BRIEF – Up to and including the line with "use std::sync::Arc;", output the records exactly as they appear.

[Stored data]
==================================================
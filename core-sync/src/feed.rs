//! # Feed Repository
//!
//! Reads posts and reels for display. The Local Store is always the answer;
//! the network only refreshes it first when reachable.
//!
//! | Network | Fetch | Store | Result |
//! |---------|-------|-------|--------|
//! | offline | skipped | any | stored items |
//! | online | ok | any | upserted page, read back from the store |
//! | online | failed | non-empty | stored items + `refresh_error` |
//! | online | failed | empty | the fetch error |

use bridge_traits::{network::NetworkMonitor, time::Clock};
use core_library::{MediaEntity, MediaKind, MediaRecord, MediaRepository};
use core_runtime::events::{CoreEvent, EventBus, LibraryEvent};
use provider_feed_api::{FeedApi, PostDto, ReelDto};
use std::sync::Arc;
use tracing::{info, instrument, warn};

use crate::{Result, SyncError};

/// Items to display plus the refresh failure, if one was tolerated
#[derive(Debug)]
pub struct FeedSnapshot {
    pub items: Vec<MediaEntity>,
    /// Set when the upstream refresh failed and cached items were served
    pub refresh_error: Option<SyncError>,
}

impl FeedSnapshot {
    pub fn is_stale(&self) -> bool {
        self.refresh_error.is_some()
    }
}

fn post_record(dto: PostDto) -> MediaRecord {
    MediaRecord {
        id: dto.post_id,
        author_name: dto.user_name,
        author_avatar_url: dto.user_image,
        media_url: dto.post_image,
        like_count: dto.like_count,
        liked_by_user: dto.liked_by_user,
    }
}

fn reel_record(dto: ReelDto) -> MediaRecord {
    MediaRecord {
        id: dto.reel_id,
        author_name: dto.user_name,
        author_avatar_url: dto.user_image,
        media_url: dto.reel_video,
        like_count: dto.like_count,
        liked_by_user: dto.liked_by_user,
    }
}

/// Store-first reads with an upstream refresh when online
pub struct FeedRepository {
    media: Arc<dyn MediaRepository>,
    api: Arc<dyn FeedApi>,
    network_monitor: Arc<dyn NetworkMonitor>,
    clock: Arc<dyn Clock>,
    event_bus: EventBus,
}

impl FeedRepository {
    pub fn new(
        media: Arc<dyn MediaRepository>,
        api: Arc<dyn FeedApi>,
        network_monitor: Arc<dyn NetworkMonitor>,
        clock: Arc<dyn Clock>,
        event_bus: EventBus,
    ) -> Self {
        Self {
            media,
            api,
            network_monitor,
            clock,
            event_bus,
        }
    }

    pub async fn get_posts(&self) -> Result<FeedSnapshot> {
        self.load(MediaKind::Post).await
    }

    pub async fn get_reels(&self) -> Result<FeedSnapshot> {
        self.load(MediaKind::Reel).await
    }

    /// Stored items without touching the network
    pub async fn cached(&self, kind: MediaKind) -> Result<Vec<MediaEntity>> {
        Ok(self.media.list(kind).await?)
    }

    #[instrument(skip(self), fields(kind = %kind))]
    async fn load(&self, kind: MediaKind) -> Result<FeedSnapshot> {
        if !self.network_monitor.is_connected().await {
            info!("Offline, serving stored items");
            return Ok(FeedSnapshot {
                items: self.cached(kind).await?,
                refresh_error: None,
            });
        }

        match self.fetch(kind).await {
            Ok(records) => {
                let count = self
                    .media
                    .upsert_many(kind, &records, self.clock.unix_timestamp_millis())
                    .await?;

                let _ = self
                    .event_bus
                    .emit(CoreEvent::Library(LibraryEvent::FeedRefreshed {
                        kind: kind.to_string(),
                        count: count as u64,
                    }));

                Ok(FeedSnapshot {
                    items: self.cached(kind).await?,
                    refresh_error: None,
                })
            }
            Err(error) => {
                let items = self.cached(kind).await?;
                if items.is_empty() {
                    return Err(error);
                }

                warn!(error = %error, cached = items.len(), "Refresh failed, serving stored items");
                Ok(FeedSnapshot {
                    items,
                    refresh_error: Some(error),
                })
            }
        }
    }

    async fn fetch(&self, kind: MediaKind) -> Result<Vec<MediaRecord>> {
        let records = match kind {
            MediaKind::Post => self
                .api
                .fetch_feed()
                .await?
                .into_iter()
                .map(post_record)
                .collect(),
            MediaKind::Reel => self
                .api
                .fetch_reels()
                .await?
                .into_iter()
                .map(reel_record)
                .collect(),
        };
        Ok(records)
    }
}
==================================================
FINISHED TASK –
filename core-sync/src/feed.rs
//! # Feed Repository
//!
//! Reads posts and reels for display. The Local Store is always the answer;
//! the network only refreshes it first when reachable.
//!
//! | Network | Fetch | Store | Result |
//! |---------|-------|-------|--------|
//! | offline | skipped | any | stored items |
//! | online | ok | any | upserted page, read back from the store |
//! | online | failed | non-empty | stored items + `refresh_error` |
//! | online | failed | empty | the fetch error |

use bridge_traits::{network::NetworkMonitor, time::Clock};
use core_library::{MediaEntity, MediaKind, MediaRecord, MediaRepository};
use core_runtime::events::{CoreEvent, EventBus, LibraryEvent};
use provider_feed_api::{FeedApi, PostDto, ReelDto};
use std::sync::Arc;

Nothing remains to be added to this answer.